Он шел нервной походкой, совсем не оглядываясь, будто знал каждый привал грязи в луже и булыжник под ногами. Свернув уже в четвертый раз на право, будто оправдывая это в голове тем, что никогда не ходил на то самое постыдное лево, остановился. Довольно хмыкнув, будто злорадствуя, что в такой час даже вывеска не горит, переступил порог. Его поразило отсутствие видимых отличий таких ярких и вульгарных головок. Каждую он перебирал пальцами, как драгоценные жемчужины на работе, пытаясь уловить огрубевшими конечностями, что может почувствовать другая, нежная рука.
Головка к головке. Долго. Судорожно. Откровенно раздражаясь.
Но настоящие мужчины ведь держат обещания данные самим себе, верно? Вот и он, скрипя зубами, скрепя сердце, собирал то, чего так долго ждали  и то, чего по глупости или от страха он не дарил уже тысячи световых лет.
Таким удивительным кажется осознание, что хрустящие бумажки из портмоне кочуют в кассовый аппарат из- за того, что дает нам Мать Природа, создавшая все живое.
Обратно мужчина шел медленно, его походку можно было бы назвать даже плавной, если бы не резкие движения головой и беспокойные глаза, осматривающие каждый сантиметр дороги. От прежней хладнокровности не осталось и следа, руки не слушались, будто ему было стыдно или неловко, будто волнение пропитало каждую часть его уже зрелого тела.
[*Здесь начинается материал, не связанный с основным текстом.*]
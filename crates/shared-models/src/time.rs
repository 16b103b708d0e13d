//! Timestamp handling.
//!
//! Internally every entity stores time as epoch nanoseconds (`i64`); the
//! wire boundary (JSON sent/received over the RPC substrate) always uses
//! ISO-8601 UTC strings. Keeping the two representations distinct avoids
//! parsing round-trips inside hot paths like the alert monitor's tick loop.

use chrono::{DateTime, TimeZone, Utc};

/// Epoch nanoseconds since 1970-01-01T00:00:00Z.
pub type EpochNanos = i64;

pub fn now_nanos() -> EpochNanos {
    Utc::now()
        .timestamp_nanos_opt()
        .unwrap_or_else(|| Utc::now().timestamp_micros() * 1_000)
}

pub fn nanos_to_iso(nanos: EpochNanos) -> String {
    let secs = nanos.div_euclid(1_000_000_000);
    let subsec_nanos = nanos.rem_euclid(1_000_000_000) as u32;
    Utc.timestamp_opt(secs, subsec_nanos)
        .single()
        .unwrap_or_else(Utc::now)
        .to_rfc3339_opts(chrono::SecondsFormat::Millis, true)
}

pub fn iso_to_nanos(iso: &str) -> Option<EpochNanos> {
    DateTime::parse_from_rfc3339(iso)
        .ok()
        .map(|dt| dt.with_timezone(&Utc))
        .and_then(|dt| dt.timestamp_nanos_opt())
}

pub fn now_iso() -> String {
    nanos_to_iso(now_nanos())
}

#[cfg(test)]
mod tests {
    use super::*;

    #[test]
    fn round_trips_through_iso() {
        let n = now_nanos();
        let iso = nanos_to_iso(n);
        let back = iso_to_nanos(&iso).unwrap();
        // millisecond precision on the wire, so allow < 1ms drift
        assert!((n - back).abs() < 1_000_000);
    }
}
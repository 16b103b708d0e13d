//! Tool handlers for the portfolio engine (C5 / §4.5). The engine never
//! throws across its RPC boundary: refusals and internal faults both come
//! back as `{success:false, reason}` (§7).

use crate::store::PortfolioStore;
use rpc_core::error::ToolError;
use rpc_core::registry::ToolRegistry;
use serde_json::{json, Value};
use shared_models::time::now_iso;
use shared_models::trade::TradeAction;
use std::collections::HashMap;
use std::sync::Arc;

pub struct ExecutionState {
    pub store: PortfolioStore,
}

impl ExecutionState {
    pub fn new(initial_cash: f64) -> Self {
        Self {
            store: PortfolioStore::new(initial_cash),
        }
    }
}

fn parse_action(args: &Value) -> Result<TradeAction, ToolError> {
    match args.get("action").and_then(Value::as_str) {
        Some("BUY") => Ok(TradeAction::Buy),
        Some("SELL") => Ok(TradeAction::Sell),
        _ => Err(ToolError::new("action must be BUY or SELL")),
    }
}

fn risk_score_of(risk_validation: &Value) -> f64 {
    risk_validation
        .get("risk_score")
        .and_then(Value::as_f64)
        .unwrap_or(0.0)
}

pub fn portfolio_state_json(state: &ExecutionState) -> Value {
    let snapshot = state.store.snapshot();
    json!({
        "cash": snapshot.cash,
        "positions": snapshot.positions,
        "total_value": snapshot.total_value(),
        "invested_fraction": snapshot.invested_fraction(),
        "cash_fraction": snapshot.cash_fraction(),
        "last_updated": snapshot.last_updated,
        "transaction_count": snapshot.transaction_history.len(),
    })
}

pub fn register_tools(registry: &mut ToolRegistry, state: Arc<ExecutionState>) {
    let s = state.clone();
    registry.register(
        "get_portfolio_state",
        "Return a snapshot of the current portfolio state.",
        json!({ "type": "object", "properties": {} }),
        move |_args| {
            let state = s.clone();
            async move { Ok(portfolio_state_json(&state)) }
        },
    );

    let s = state.clone();
    registry.register(
        "execute_trade",
        "Execute an approved BUY or SELL trade against the portfolio.",
        json!({
            "type": "object",
            "properties": {
                "trade_id": { "type": "string" },
                "symbol": { "type": "string" },
                "action": { "type": "string" },
                "quantity": { "type": "number" },
                "price": { "type": "number" },
                "approved": { "type": "boolean" },
                "risk_validation": { "type": "object" },
            },
            "required": ["trade_id", "symbol", "action", "quantity", "price", "approved"],
        }),
        move |args| {
            let state = s.clone();
            async move {
                let trade_id = args
                    .get("trade_id")
                    .and_then(Value::as_str)
                    .ok_or_else(|| ToolError::new("trade_id must be a string"))?;
                let symbol = args
                    .get("symbol")
                    .and_then(Value::as_str)
                    .ok_or_else(|| ToolError::new("symbol must be a string"))?;
                let action = parse_action(&args)?;
                let quantity = args
                    .get("quantity")
                    .and_then(Value::as_f64)
                    .ok_or_else(|| ToolError::new("quantity must be a number"))?;
                let price = args
                    .get("price")
                    .and_then(Value::as_f64)
                    .ok_or_else(|| ToolError::new("price must be a number"))?;
                let approved = args.get("approved").and_then(Value::as_bool).unwrap_or(false);
                let risk_validation = args.get("risk_validation").cloned().unwrap_or(Value::Null);

                if !approved {
                    return Ok(json!({
                        "success": false,
                        "reason": "Trade not approved by risk validation",
                        "timestamp": now_iso(),
                    }));
                }

                match state
                    .store
                    .apply_trade(trade_id, symbol, action, quantity, price, risk_score_of(&risk_validation))
                {
                    Ok(record) => Ok(json!({
                        "success": true,
                        "trade_id": record.trade_id,
                        "symbol": record.symbol,
                        "action": record.action,
                        "quantity": record.quantity,
                        "price": record.price,
                        "value": record.value,
                        "timestamp": record.timestamp,
                    })),
                    Err(reason) => Ok(json!({
                        "success": false,
                        "reason": reason,
                        "timestamp": now_iso(),
                    })),
                }
            }
        },
    );

    let s = state.clone();
    registry.register(
        "apply_rebalance",
        "Apply an approved set of rebalance changes sequentially, without rollback on partial failure.",
        json!({
            "type": "object",
            "properties": {
                "rebalance_id": { "type": "string" },
                "changes": { "type": "array" },
                "approved": { "type": "boolean" },
                "risk_validation": { "type": "object" },
            },
            "required": ["rebalance_id", "changes", "approved"],
        }),
        move |args| {
            let state = s.clone();
            async move {
                let rebalance_id = args
                    .get("rebalance_id")
                    .and_then(Value::as_str)
                    .ok_or_else(|| ToolError::new("rebalance_id must be a string"))?
                    .to_string();
                let approved = args.get("approved").and_then(Value::as_bool).unwrap_or(false);
                let risk_validation = args.get("risk_validation").cloned().unwrap_or(Value::Null);
                let changes = args
                    .get("changes")
                    .and_then(Value::as_array)
                    .ok_or_else(|| ToolError::new("changes must be an array"))?
                    .clone();

                if !approved {
                    return Ok(json!({
                        "success": false,
                        "reason": "Rebalance not approved by risk validation",
                        "outcomes": [],
                        "timestamp": now_iso(),
                    }));
                }

                let risk_score = risk_score_of(&risk_validation);
                let mut outcomes = Vec::with_capacity(changes.len());

                // §4.5 / §8 S4: iterate sequentially, no rollback on a
                // partial failure — every leg's outcome is reported.
                for (index, change) in changes.iter().enumerate() {
                    let symbol = change.get("symbol").and_then(Value::as_str).unwrap_or("UNKNOWN");
                    let action = match change.get("action").and_then(Value::as_str) {
                        Some("BUY") => TradeAction::Buy,
                        Some("SELL") => TradeAction::Sell,
                        _ => {
                            outcomes.push(json!({
                                "symbol": symbol,
                                "success": false,
                                "reason": "missing or invalid action",
                            }));
                            continue;
                        }
                    };
                    let quantity = change.get("quantity").and_then(Value::as_f64).unwrap_or(0.0);
                    let price = change.get("price").and_then(Value::as_f64).unwrap_or(0.0);
                    let leg_trade_id = format!("{rebalance_id}-{index}");

                    match state.store.apply_trade(&leg_trade_id, symbol, action, quantity, price, risk_score) {
                        Ok(record) => outcomes.push(json!({
                            "symbol": symbol,
                            "action": record.action,
                            "quantity": record.quantity,
                            "price": record.price,
                            "value": record.value,
                            "success": true,
                        })),
                        Err(reason) => outcomes.push(json!({
                            "symbol": symbol,
                            "action": change.get("action").cloned().unwrap_or(Value::Null),
                            "success": false,
                            "reason": reason,
                        })),
                    }
                }

                Ok(json!({
                    "success": true,
                    "rebalance_id": rebalance_id,
                    "outcomes": outcomes,
                    "timestamp": now_iso(),
                }))
            }
        },
    );

    let s = state.clone();
    registry.register(
        "update_position_prices",
        "Mark every held position to the supplied prices; no cash movement.",
        json!({
            "type": "object",
            "properties": { "prices": { "type": "object" } },
            "required": ["prices"],
        }),
        move |args| {
            let state = s.clone();
            async move {
                let prices_obj = args
                    .get("prices")
                    .and_then(Value::as_object)
                    .ok_or_else(|| ToolError::new("prices must be an object"))?;
                let prices: HashMap<String, f64> = prices_obj
                    .iter()
                    .filter_map(|(k, v)| v.as_f64().map(|p| (k.clone(), p)))
                    .collect();
                state.store.update_position_prices(&prices);
                Ok(portfolio_state_json(&state))
            }
        },
    );

    let s = state;
    registry.register(
        "reset_portfolio",
        "Reset the portfolio to an initial cash balance with no positions (testing/demo only).",
        json!({
            "type": "object",
            "properties": { "initial_cash": { "type": "number" } },
            "required": ["initial_cash"],
        }),
        move |args| {
            let state = s.clone();
            async move {
                let initial_cash = args
                    .get("initial_cash")
                    .and_then(Value::as_f64)
                    .ok_or_else(|| ToolError::new("initial_cash must be a number"))?;
                state.store.reset(initial_cash);
                Ok(portfolio_state_json(&state))
            }
        },
    );
}

#[cfg(test)]
mod tests {
    use super::*;

    fn registry() -> (ToolRegistry, Arc<ExecutionState>) {
        let state = Arc::new(ExecutionState::new(100_000.0));
        let mut registry = ToolRegistry::new();
        register_tools(&mut registry, state.clone());
        (registry, state)
    }

    #[tokio::test]
    async fn execute_trade_refuses_when_not_approved() {
        let (registry, _state) = registry();
        let entry = registry.get("execute_trade").unwrap();
        let result = (entry.handler)(json!({
            "trade_id": "T1",
            "symbol": "SYM",
            "action": "BUY",
            "quantity": 1.0,
            "price": 100.0,
            "approved": false,
        }))
        .await
        .unwrap();
        assert_eq!(result["success"], false);
    }

    #[tokio::test]
    async fn reset_then_state_round_trips() {
        let (registry, _state) = registry();
        let reset = registry.get("reset_portfolio").unwrap();
        (reset.handler)(json!({ "initial_cash": 42.0 })).await.unwrap();
        let get = registry.get("get_portfolio_state").unwrap();
        let result = (get.handler)(json!({})).await.unwrap();
        assert_eq!(result["cash"], 42.0);
        assert_eq!(result["transaction_count"], 0);
    }

    #[tokio::test]
    async fn s4_partial_rebalance_failure_reports_all_legs() {
        // §8 S4: A sells OK, B buy fails (insufficient cash), C buy succeeds.
        // Seed a 100-share A position using up all starting cash, so the
        // portfolio's cash afterwards is effectively 0 before the SELL leg
        // replenishes it to 1000 (100 * 10).
        let state = Arc::new(ExecutionState::new(1_000.0));
        state.store.apply_trade("seed", "A", TradeAction::Buy, 100.0, 10.0, 0.0).unwrap();
        let mut registry = ToolRegistry::new();
        register_tools(&mut registry, state.clone());
        let entry = registry.get("apply_rebalance").unwrap();
        let result = (entry.handler)(json!({
            "rebalance_id": "R1",
            "approved": true,
            "changes": [
                { "symbol": "A", "action": "SELL", "quantity": 100.0, "price": 10.0 },
                { "symbol": "B", "action": "BUY", "quantity": 1000.0, "price": 50.0 },
                { "symbol": "C", "action": "BUY", "quantity": 5.0, "price": 200.0 },
            ],
        }))
        .await
        .unwrap();
        let outcomes = result["outcomes"].as_array().unwrap();
        assert_eq!(outcomes.len(), 3);
        assert_eq!(outcomes[0]["success"], true);
        assert_eq!(outcomes[1]["success"], false);
        assert_eq!(outcomes[2]["success"], true);
    }
}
И вот, пока он шел обратно по мостовой, огибая каждый поворот панельного дома, косящегося на него неприветливыми балкончиками и уродливыми занавесками, нужный трамвай вразвалочку проезжал мимо оледеневшей остановки у высокого стройного дома. Он ехал скрипя, недовольно шевеля гладкими усиками- проводочками, не зная, что две пары блестящих зеленых глаз-огоньков провожали его до самого светофора. В сущности, самому трамваю плевать, кто и где его ждет, кто и как провожает, кто встречает. Но может быть водитель вел бы себя более радостно, знай он, что до этого самого светофора его провожала  взглядом, склонив голову набок, та, чья маленькая внутренняя женщина, ждала и обратно с замиранием сердца, гладя бедра бледной рукой, поправляя съехавшие чулки. Но водитель, ясное дело, ничего этого не знал. Так что путь его был печально одиноким до первого пассажира, что неловко вскарабкался на скользкие ступеньки, когда трамвай уже сделал круговое движение, возвращаясь к стройным и высокомерным домам.
Мужчина сел на свободное потрепанное сидение, которое предательски скрипнуло, напоминая своему ровеснику, что внешний лоск еще не значит моложавость внутри. Трамвай мягко скользил по путям, заботливо укачивая, пряча серость реальности под толстым слоем инея.
Заприметив у окна уже знакомый корпус древнего транспорта, та самая, что еще недавно с трепетом и блеском следила огромными глазами за маневром на повороте, перебирая пряди холодными руками, не по человечески стремительно дернулась в сторону длинного белоснежного стеллажа. Казалось, будто в его белизне утопала вся комната, включая острые колени и женские плечи, укрытые лишь одной ниткой бус. Жемчуг сверкал в отражении, безмолвно демонстрируя величие и задавая тон предстоящему дню, что встречать придется в узких туфлях и шелковой блузе. Непроницаемо серьезная внешняя женщина была готова склонять голову и закусывать губу, чтобы подняться с прямой спиной по чужим головам, прямо к самому верху. Казалось, будто внутреннюю маленькую женщину, любившую карамельные яблоки и не спать в темноте, запрятали глубоко в бездонный стеллаж, закрыв в одну из коробок из-под шпилек слоновой кости.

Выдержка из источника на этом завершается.